** Task objective **
Print each line from the start of the records below up through the line where "pub mod response;" is found, exactly as given.

** Dataset entries **

//! HTTP client session for the portal backend.
//!
//! One `reqwest::Client` is built per run and reused for every request, so
//! connection pooling works the way a browser session would. No retries, no
//! backoff: a transport failure surfaces as a case failure.

pub mod error;
pub mod response;

use std::time::Duration;

use serde_json::Value;

pub use error::CheckError;
pub use response::ApiResponse;

use crate::config::Config;

/// HTTP client bound to the portal API base URL
pub struct ApiClient {
    /// Base URL including the `/api` prefix, without a trailing slash
    base_url: String,
    client: reqwest::Client,
}

impl ApiClient {
    pub fn new(config: &Config) -> Self {
        let client = reqwest::Client::builder()
            .timeout(Duration::from_secs(config.timeout_secs))
            .build()
            .expect("Failed to create HTTP client");

        Self {
            base_url: config.base_url.trim_end_matches('/').to_string(),
            client,
        }
    }

    fn url(&self, path: &str) -> String {
        format!("{}{}", self.base_url, path)
    }

    pub async fn get(&self, path: &str) -> Result<ApiResponse, CheckError> {
        let url = self.url(path);
        let resp = self.client.get(&url).send().await?;
        Self::read("GET", &url, resp).await
    }

    pub async fn post(&self, path: &str, body: &Value) -> Result<ApiResponse, CheckError> {
        let url = self.url(path);
        let resp = self.client.post(&url).json(body).send().await?;
        Self::read("POST", &url, resp).await
    }

    pub async fn put(&self, path: &str, body: &Value) -> Result<ApiResponse, CheckError> {
        let url = self.url(path);
        let resp = self.client.put(&url).json(body).send().await?;
        Self::read("PUT", &url, resp).await
    }

    pub async fn delete(&self, path: &str) -> Result<ApiResponse, CheckError> {
        let url = self.url(path);
        let resp = self.client.delete(&url).send().await?;
        Self::read("DELETE", &url, resp).await
    }

    async fn read(
        method: &str,
        url: &str,
        resp: reqwest::Response,
    ) -> Result<ApiResponse, CheckError> {
        let status = resp.status().as_u16();
        let text = resp.text().await?;
        log::debug!("{} {} -> {} ({} bytes)", method, url, status, text.len());
        Ok(ApiResponse::from_parts(status, text))
    }
}

#[cfg(test)]
mod tests {
    use super::*;

    fn client_for(base: &str) -> ApiClient {
        let config = Config {
            base_url: base.to_string(),
            ..Config::default()
        };
        ApiClient::new(&config)
    }

    #[test]
    fn test_url_join() {
        let client = client_for("http://localhost:3000/api");
        assert_eq!(
            client.url("/students"),
            "http://localhost:3000/api/students"
        );
    }

    #[test]
    fn test_url_join_trailing_slash() {
        let client = client_for("http://localhost:3000/api/");
        assert_eq!(client.url("/"), "http://localhost:3000/api/");
        assert_eq!(
            client.url("/requests?studentId=abc"),
            "http://localhost:3000/api/requests?studentId=abc"
        );
    }
}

** Written response **
//! HTTP client session for the portal backend.
//!
//! One `reqwest::Client` is built per run and reused for every request, so
//! connection pooling works the way a browser session would. No retries, no
//! backoff: a transport failure surfaces as a case failure.

pub mod error;
pub mod response;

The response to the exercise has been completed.